I knew what he was talking about. Living in San Francisco and Los Angeles, I’ve had hundreds of encounters with people on the streets. And so many times over the years, when I’ve stopped to say hello, ask if someone was O.K., or offer to grab them something from the grocery store, I was told things like, “You are the first person who’s made eye contact with me today,” or, “Thank you for treating me like a real person,” or, “It is so good that you stopped instead of just pretending I don’t exist.” Wow. These experiences touched me deeply, and reminded me that even though I may not have as much money to share as I’d like, I have something even more powerful to give: the present of my presence.

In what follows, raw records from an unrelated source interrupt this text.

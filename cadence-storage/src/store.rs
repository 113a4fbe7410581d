//! Materialization store abstraction
//!
//! The store is the only state shared between evaluator and coordinator
//! replicas. Its `claim` operation is an atomic conditional write and is the
//! sole synchronization primitive of the engine: two replicas can never both
//! hold an in-progress attempt for the same (asset, partition) pair.
//!
//! ## Layout
//!
//! - attempts keyed by attempt id, each carrying its (asset, partition)
//! - a current-attempt pointer per (asset, partition)
//! - range scans by asset key for freshness evaluation
//! - named sets of dynamic partition keys

use crate::models::{
    ClaimOutcome, ClaimRequest, Completion, FailureInfo, FinalizeOutcome, MaterializationRecord,
};
use crate::Result;
use async_trait::async_trait;
use cadence_core::{AssetKey, DynamicPartitionsSnapshot, PartitionKey, RunHandle};
use uuid::Uuid;

/// Durable record of materialization attempts
#[async_trait]
pub trait MaterializationStore: Send + Sync {
    // --- Claims and lifecycle ---

    /// Atomically create an in-progress attempt and point the pair at it
    ///
    /// Succeeds only if [`ClaimRequest::is_allowed`] holds against the pair's
    /// current attempt at write time. A refused claim is a
    /// [`ClaimOutcome::Conflict`], not an error.
    async fn claim(&self, request: ClaimRequest) -> Result<ClaimOutcome>;

    /// Atomically fail an in-progress attempt as transient and start the
    /// next attempt of the same pair
    ///
    /// Returns a conflict if `attempt_id` is no longer the pair's current
    /// in-progress attempt (e.g. it was cancelled meanwhile).
    async fn retry_attempt(&self, attempt_id: Uuid, failure: FailureInfo) -> Result<ClaimOutcome>;

    /// Apply a terminal result to an in-progress attempt
    ///
    /// Completions for attempts that are no longer in progress are
    /// discarded and reported as [`FinalizeOutcome::NotInProgress`].
    async fn finalize(&self, attempt_id: Uuid, completion: Completion) -> Result<FinalizeOutcome>;

    /// Cancel the pair's in-progress attempt, releasing the claim
    ///
    /// Returns the cancelled attempt, or `None` if nothing was in progress.
    async fn cancel(
        &self,
        asset: &AssetKey,
        partition: &PartitionKey,
    ) -> Result<Option<MaterializationRecord>>;

    /// Remember the executor handle of an in-progress attempt
    async fn record_handle(&self, attempt_id: Uuid, handle: RunHandle) -> Result<()>;

    // --- Queries ---

    /// Current attempt of a pair
    async fn current(
        &self,
        asset: &AssetKey,
        partition: &PartitionKey,
    ) -> Result<Option<MaterializationRecord>>;

    /// One attempt by id
    async fn attempt(&self, attempt_id: Uuid) -> Result<Option<MaterializationRecord>>;

    /// All attempts of a pair, oldest first
    async fn history(
        &self,
        asset: &AssetKey,
        partition: &PartitionKey,
    ) -> Result<Vec<MaterializationRecord>>;

    /// Current attempts of every partition of an asset, ordered by partition
    async fn scan_asset(&self, asset: &AssetKey) -> Result<Vec<MaterializationRecord>>;

    /// Most recent successful attempt of a pair
    async fn last_success(
        &self,
        asset: &AssetKey,
        partition: &PartitionKey,
    ) -> Result<Option<MaterializationRecord>> {
        let history = self.history(asset, partition).await?;
        Ok(history.into_iter().rev().find(|r| r.is_success()))
    }

    // --- Administration ---

    /// Delete all attempts of an asset, or of the given partitions only
    ///
    /// Pairs with an attempt in progress are left alone. Idempotent: wiping
    /// again deletes nothing. Returns the number of pairs wiped.
    async fn wipe(&self, asset: &AssetKey, partitions: Option<&[PartitionKey]>) -> Result<u64>;

    /// Register keys in a dynamic partition set, returning the keys that
    /// were not already present
    async fn add_dynamic_partitions(&self, name: &str, keys: &[String]) -> Result<Vec<String>>;

    /// Remove one key from a dynamic partition set
    async fn delete_dynamic_partition(&self, name: &str, key: &str) -> Result<bool>;

    /// All dynamic partition sets as of now
    async fn dynamic_partitions(&self) -> Result<DynamicPartitionsSnapshot>;
}
//! Run coordinator
//!
//! Drives the units of a [`RunBatch`] from claim to finalization:
//!
//! 1. Resolve the content signatures of the unit's upstream pairs
//! 2. Route the unit to a compute executor
//! 3. Claim the pair in the materialization store; losing the claim means
//!    another attempt owns the pair and the unit is reported as
//!    `AlreadyRunning`
//! 4. Submit, then poll until the run reaches a terminal status, the tier's
//!    max duration passes, or the pair is cancelled
//! 5. Retry transient failures with backoff, each retry a new attempt
//! 6. Run the quality gate on successful output and finalize
//!
//! Within a batch a unit is released only once every unit it depends on has
//! finalized as `Success`. Units downstream of a failed, skipped or already
//! running unit are skipped. Failures never abort the rest of the batch.

use crate::concurrency::ConcurrencyLimiter;
use crate::config::EngineConfig;
use crate::executor::{ComputeExecutor, ExecutorError, ExecutorRouter, MaterializationOutput, PollStatus, SubmitRequest};
use crate::hooks::LifecycleSubscriber;
use crate::metrics::{DISPATCH_TOTAL, RETRY_TOTAL, RUN_DURATION};
use crate::quality_gate::QualityGate;
use crate::{Error, Result};
use cadence_core::{AssetKey, ComputeTier, PartitionKey, RunBatch, RunHandle, RunUnit, SharedAssetGraph};
use cadence_storage::{
    ClaimOutcome, ClaimRequest, Completion, FailureInfo, FinalizeOutcome, MaterializationRecord,
    MaterializationStatus, MaterializationStore, UpstreamSignature,
};
use futures::stream::{FuturesUnordered, StreamExt};
use parking_lot::Mutex;
use std::collections::HashMap;
use std::fmt;
use std::sync::Arc;
use std::time::Duration;
use tokio::sync::Notify;
use tracing::{debug, error, info, instrument, warn};
use uuid::Uuid;

type Pair = (AssetKey, PartitionKey);

/// How a unit ended
#[derive(Debug, Clone, PartialEq)]
pub enum UnitOutcome {
    Succeeded(MaterializationRecord),

    /// Final failed attempt (logical, quality gate, or retries exhausted)
    Failed(MaterializationRecord),

    Cancelled(MaterializationRecord),

    /// Another attempt owned the pair, or the evaluator's view was stale
    AlreadyRunning {
        current: Option<Box<MaterializationRecord>>,
    },

    /// Not dispatched because an upstream unit of the batch did not succeed
    Skipped {
        upstream: AssetKey,
        partition: PartitionKey,
    },

    /// The coordinator could not drive the unit (storage or routing error)
    Errored(String),
}
#[cfg(test)]
mod tests {
    use super::*;
    use crate::triggers::{AssetSelection, SensorEvent};
    use cadence_core::{
        AssetGraph, ComputeTier, FreshnessPolicy, PartitionMapping, TimeWindowPartitions,
    };
    use cadence_storage::{ClaimOutcome, ClaimRequest, Completion, InMemoryMaterializationStore};
    use chrono::TimeZone;
    use uuid::Uuid;

    fn now() -> DateTime<Utc> {
        Utc.with_ymd_and_hms(2024, 1, 10, 0, 0, 0).unwrap()
    }

    fn daily() -> PartitionsDefinition {
        PartitionsDefinition::Time(TimeWindowPartitions::daily("2024-01-01", Some("2024-01-04")).unwrap())
    }

    fn graph() -> SharedAssetGraph {
        SharedAssetGraph::new(
            AssetGraph::from_definitions([
                AssetDefinition::builder("raw").partitions(daily()).build().unwrap(),
                AssetDefinition::builder("clean")
                    .partitions(daily())
                    .depends_on("raw")
                    .build()
                    .unwrap(),
                AssetDefinition::builder("report")
                    .depends_on("clean")
                    .compute_tier(ComputeTier::Batch)
                    .build()
                    .unwrap(),
            ])
            .unwrap(),
        )
    }

    fn day(d: &str) -> PartitionKey {
        PartitionKey::single(d)
    }

    async fn materialize(
        store: &InMemoryMaterializationStore,
        asset: &str,
        partition: PartitionKey,
        reason: RunReason,
        signature: &str,
    ) -> MaterializationRecord {
        let asset = AssetKey::new(asset);
        let expected = store
            .current(&asset, &partition)
            .await
            .unwrap()
            .map(|r| r.attempt_id);
        let ClaimOutcome::Claimed(record) = store
            .claim(ClaimRequest {
                run_id: Uuid::new_v4(),
                asset_key: asset,
                partition_key: partition,
                reason,
                expected_current: expected,
                owner: "test".to_string(),
                compute_tier: ComputeTier::InProcess,
                upstream_signatures: Vec::new(),
            })
            .await
            .unwrap()
        else {
            panic!("claim conflict");
        };
        store
            .finalize(
                record.attempt_id,
                Completion::success(signature, Default::default(), Vec::new()),
            )
            .await
            .unwrap();
        record
    }

    fn labels(evaluation: &Evaluation) -> Vec<String> {
        evaluation.batch.units.iter().map(RunUnit::label).collect()
    }

    #[tokio::test]
    async fn test_manual_request_propagates_downstream() {
        let store = Arc::new(InMemoryMaterializationStore::new());
        for d in ["2024-01-01", "2024-01-03"] {
            materialize(&store, "clean", day(d), RunReason::Manual, d).await;
        }
        let evaluator = Evaluator::new(graph(), store.clone());

        let evaluation = evaluator
            .evaluate(&Trigger::manual("raw", [day("2024-01-02")]), now())
            .await
            .unwrap();

        assert_eq!(
            labels(&evaluation),
            vec!["raw[2024-01-02]", "clean[2024-01-02]", "report[__unpartitioned__]"]
        );
        let batch = &evaluation.batch;
        assert_eq!(batch.dependencies, vec![vec![], vec![0], vec![1]]);
        assert_eq!(
            batch.units[1].reason,
            RunReason::UpstreamChanged {
                upstream: AssetKey::new("raw")
            }
        );
        // `report` reads every `clean` partition
        assert_eq!(batch.units[2].upstream.len(), 3);
        assert_eq!(batch.units[2].compute_tier, ComputeTier::Batch);
    }

    #[tokio::test]
    async fn test_units_wait_for_unmaterialized_upstream() {
        let store = Arc::new(InMemoryMaterializationStore::new());
        let evaluator = Evaluator::new(graph(), store.clone());

        let evaluation = evaluator
            .evaluate(&Trigger::manual("raw", [day("2024-01-02")]), now())
            .await
            .unwrap();
        assert_eq!(labels(&evaluation), vec!["raw[2024-01-02]", "clean[2024-01-02]"]);
        assert_eq!(
            evaluation.skip_reason(&AssetKey::new("report"), &PartitionKey::Unpartitioned),
            Some(&SkipReason::UpstreamNotReady {
                upstream: AssetKey::new("clean"),
                partition: day("2024-01-01"),
            })
        );

        let evaluation = evaluator
            .evaluate(&Trigger::manual("report", [PartitionKey::Unpartitioned]), now())
            .await
            .unwrap();
        assert!(evaluation.batch.is_empty());
    }

    #[tokio::test]
    async fn test_in_progress_pairs_are_not_rescheduled() {
        let store = Arc::new(InMemoryMaterializationStore::new());
        store
            .claim(ClaimRequest {
                run_id: Uuid::new_v4(),
                asset_key: AssetKey::new("raw"),
                partition_key: day("2024-01-01"),
                reason: RunReason::Manual,
                expected_current: None,
                owner: "other".to_string(),
                compute_tier: ComputeTier::InProcess,
                upstream_signatures: Vec::new(),
            })
            .await
            .unwrap();
        let evaluator = Evaluator::new(graph(), store.clone());

        let evaluation = evaluator
            .evaluate(
                &Trigger::Manual {
                    selections: vec![AssetSelection::parse("raw", "2024-01-01..2024-01-02").unwrap()],
                },
                now(),
            )
            .await
            .unwrap();

        assert_eq!(
            evaluation.skip_reason(&AssetKey::new("raw"), &day("2024-01-01")),
            Some(&SkipReason::InProgress)
        );
        assert!(evaluation
            .batch
            .position(&AssetKey::new("raw"), &day("2024-01-02"))
            .is_some());
    }

    #[tokio::test]
    async fn test_sensor_replay_is_a_no_op() {
        let store = Arc::new(InMemoryMaterializationStore::new());
        let evaluator = Evaluator::new(graph(), store.clone());
        let event = SensorEvent {
            sensor: "landing_files".to_string(),
            asset: AssetKey::new("raw"),
            partitions: vec![day("2024-01-03")],
            data_version: Some("v1".to_string()),
            observed_at: now(),
        };
        let reason = RunReason::Sensor {
            sensor: "landing_files".to_string(),
            data_version: Some("v1".to_string()),
        };
        materialize(&store, "raw", day("2024-01-03"), reason, "sig-1").await;

        let evaluation = evaluator
            .evaluate(&Trigger::Sensor(event.clone()), now())
            .await
            .unwrap();
        assert!(evaluation.batch.is_empty());
        assert_eq!(
            evaluation.skip_reason(&AssetKey::new("raw"), &day("2024-01-03")),
            Some(&SkipReason::UpToDate)
        );

        let newer = SensorEvent {
            data_version: Some("v2".to_string()),
            ..event
        };
        let evaluation = evaluator.evaluate(&Trigger::Sensor(newer), now()).await.unwrap();
        assert_eq!(evaluation.batch.units[0].label(), "raw[2024-01-03]");
    }

    #[tokio::test]
    async fn test_upstream_materialized_skips_up_to_date_dependents() {
        let store = Arc::new(InMemoryMaterializationStore::new());
        let evaluator = Evaluator::new(graph(), store.clone());
        let raw = materialize(&store, "raw", day("2024-01-01"), RunReason::Manual, "raw-1").await;

        // clean read the current raw content already
        let clean = store
            .claim(ClaimRequest {
                run_id: Uuid::new_v4(),
                asset_key: AssetKey::new("clean"),
                partition_key: day("2024-01-01"),
                reason: RunReason::Manual,
                expected_current: None,
                owner: "test".to_string(),
                compute_tier: ComputeTier::InProcess,
                upstream_signatures: vec![cadence_storage::UpstreamSignature {
                    asset_key: AssetKey::new("raw"),
                    partition_key: day("2024-01-01"),
                    attempt_id: raw.attempt_id,
                    content_signature: "raw-1".to_string(),
                }],
            })
            .await
            .unwrap();
        let ClaimOutcome::Claimed(clean) = clean else {
            panic!("claim conflict");
        };
        store
            .finalize(clean.attempt_id, Completion::success("clean-1", Default::default(), vec![]))
            .await
            .unwrap();

        let trigger = Trigger::UpstreamMaterialized {
            asset: AssetKey::new("raw"),
            partition: day("2024-01-01"),
        };
        let evaluation = evaluator.evaluate(&trigger, now()).await.unwrap();
        assert!(evaluation.batch.is_empty());
        assert_eq!(
            evaluation.skip_reason(&AssetKey::new("clean"), &day("2024-01-01")),
            Some(&SkipReason::UpToDate)
        );

        // A new raw materialization makes clean stale again.
        materialize(&store, "raw", day("2024-01-01"), RunReason::Manual, "raw-2").await;
        let evaluation = evaluator.evaluate(&trigger, now()).await.unwrap();
        assert_eq!(labels(&evaluation)[0], "clean[2024-01-01]");
    }

    #[tokio::test]
    async fn test_freshness_tick_seeds_stale_and_missing() {
        let definitions = [
            AssetDefinition::builder("hourly_feed")
                .freshness(FreshnessPolicy::max_staleness(chrono::Duration::hours(1)))
                .build()
                .unwrap(),
            AssetDefinition::builder("fresh_feed")
                .freshness(FreshnessPolicy::max_staleness(chrono::Duration::days(365 * 10)))
                .build()
                .unwrap(),
            AssetDefinition::builder("never_run")
                .freshness(FreshnessPolicy::max_staleness(chrono::Duration::hours(1)))
                .build()
                .unwrap(),
        ];
        let graph = SharedAssetGraph::new(AssetGraph::from_definitions(definitions).unwrap());
        let store = Arc::new(InMemoryMaterializationStore::new());
        materialize(&store, "hourly_feed", PartitionKey::Unpartitioned, RunReason::Manual, "a").await;
        materialize(&store, "fresh_feed", PartitionKey::Unpartitioned, RunReason::Manual, "b").await;

        let later = Utc::now() + chrono::Duration::hours(2);
        let evaluation = Evaluator::new(graph, store)
            .evaluate(&Trigger::FreshnessTick, later)
            .await
            .unwrap();

        let reasons: Vec<(String, RunReason)> = evaluation
            .batch
            .units
            .iter()
            .map(|u| (u.asset_key.to_string(), u.reason.clone()))
            .collect();
        assert_eq!(
            reasons,
            vec![
                ("hourly_feed".to_string(), RunReason::Freshness),
                ("never_run".to_string(), RunReason::Missing),
            ]
        );
    }

    #[tokio::test]
    async fn test_bounded_range_tracks_latest_completed_window() {
        let year = PartitionsDefinition::Time(
            TimeWindowPartitions::daily("2024-01-01", Some("2024-12-31")).unwrap(),
        );
        let graph = SharedAssetGraph::new(
            AssetGraph::from_definitions([AssetDefinition::builder("daily_feed")
                .partitions(year)
                .freshness(FreshnessPolicy::max_staleness(chrono::Duration::hours(1)))
                .build()
                .unwrap()])
            .unwrap(),
        );
        let evaluator = Evaluator::new(graph, Arc::new(InMemoryMaterializationStore::new()));
        let tick_at = Utc.with_ymd_and_hms(2024, 1, 5, 12, 0, 0).unwrap();

        let evaluation = evaluator
            .evaluate(&Trigger::FreshnessTick, tick_at)
            .await
            .unwrap();
        assert_eq!(labels(&evaluation), vec!["daily_feed[2024-01-04]"]);

        let scheduled = Trigger::ScheduleTick {
            schedule: "nightly".to_string(),
            scheduled_for: tick_at,
            assets: vec![AssetKey::new("daily_feed")],
        };
        let evaluation = evaluator.evaluate(&scheduled, tick_at).await.unwrap();
        assert_eq!(labels(&evaluation), vec!["daily_feed[2024-01-04]"]);

        // Nothing has completed before the first window closes.
        let evaluation = evaluator
            .evaluate(
                &Trigger::FreshnessTick,
                Utc.with_ymd_and_hms(2024, 1, 1, 6, 0, 0).unwrap(),
            )
            .await
            .unwrap();
        assert!(evaluation.batch.is_empty());
    }

    #[tokio::test]
    async fn test_missing_upstream_policy() {
        let mut mapping = BTreeMap::new();
        mapping.insert("eu".to_string(), vec!["europe".to_string()]);
        let definitions = [
            AssetDefinition::builder("regions")
                .partitions(PartitionsDefinition::static_keys(["europe"]))
                .build()
                .unwrap(),
            AssetDefinition::builder("sales")
                .partitions(PartitionsDefinition::static_keys(["eu", "apac"]))
                .depends_on_with("regions", PartitionMapping::Static { mapping })
                .build()
                .unwrap(),
        ];
        let graph = SharedAssetGraph::new(AssetGraph::from_definitions(definitions).unwrap());
        let store = Arc::new(InMemoryMaterializationStore::new());
        let trigger = Trigger::manual("sales", [day("apac")]);

        let liberal = Evaluator::new(graph.clone(), store.clone())
            .evaluate(&trigger, now())
            .await
            .unwrap();
        assert_eq!(labels(&liberal), vec!["sales[apac]"]);
        assert!(liberal.batch.units[0].upstream.is_empty());

        let strict = Evaluator::new(graph, store)
            .with_missing_upstream(MissingUpstreamPolicy::Strict)
            .evaluate(&trigger, now())
            .await
            .unwrap();
        assert!(strict.batch.is_empty());
        assert!(matches!(
            strict.errors.as_slice(),
            [Error::MissingUpstreamPartition { .. }]
        ));
    }

    #[tokio::test]
    async fn test_invalid_requests_do_not_abort_the_pass() {
        let store = Arc::new(InMemoryMaterializationStore::new());
        let evaluator = Evaluator::new(graph(), store);

        let trigger = Trigger::Manual {
            selections: vec![
                AssetSelection::all("missing_asset"),
                AssetSelection::keys("raw", [day("2023-12-31")]),
                AssetSelection::keys("raw", [day("2024-01-01")]),
            ],
        };
        let evaluation = evaluator.evaluate(&trigger, now()).await.unwrap();
        assert_eq!(evaluation.errors.len(), 2);
        assert!(matches!(evaluation.errors[0], Error::UnknownAsset(_)));
        assert_eq!(labels(&evaluation)[0], "raw[2024-01-01]");
    }
}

By the time I met Leon, I’d been in the area for a few days and seen a lot of homeless folks. I’d also witnessed unusually kind and gentle interactions between the homeless population and bicycle patrol officers. It was so different than what I’d seen in other places that I approached the police to learn more about what was happening. They too recognized the power of giving the gift of presence. This was policy, one officer told me: to learn names, connect, share moments of humanity regularly, and to see what people needed. “They are a part of our community; these folks matter,” said another officer. “My job is to make sure they are comfortable and can have at least some chance at a future, some chance at dignity.”
Leon was open to sharing, and I was curious about his experiences. Of course he was unsettled by it all, yet it was clear that by being out on the street, he was growing in profound and spiritual ways. He talked about how much he was learning from a longtime homeless man named Arthur. Leon was impressed at how outgoing and unconditionally loving Arthur could be with person after person who walked past him, despite the fact that few even acknowledged him in any way. Even as part of a population that was invisible to so many, Arthur made a point to express kindness to every single person he saw. And despite his life situation, Arthur was happy.
The gift of Arthur’s presence for Leon and I was the reminder that unrequited love is indeed still complete and total love. Though people weren’t responsive to Arthur, when he was in a state of love—being loving in thought and deed—he was in that moment connected to the Divine in an experience of perfect love, not at all alone on the streets. The love was whole, simply because he was feeling and expressing it. There was nothing more to do, nothing that anyone needed to do to him to complete Arthur’s experience of love!
And we realized, of course, that this is true for all of us. Our experience of love can be palpable, unwavering, and transformative, always, and the very act of loving brings us into relationship with Spirit. Leon and I savored the idea that with this belief, there could be no one-sided relationships. And we reminded one another that Arthur’s loving state was a way of being available to all of us.
In this way, seeing Leon was really seeing the light. I couldn’t wait to tell you all! And I hope that in this season of giving, you’ll give yourself and another that truly divine gift of your attention, focus, and presence.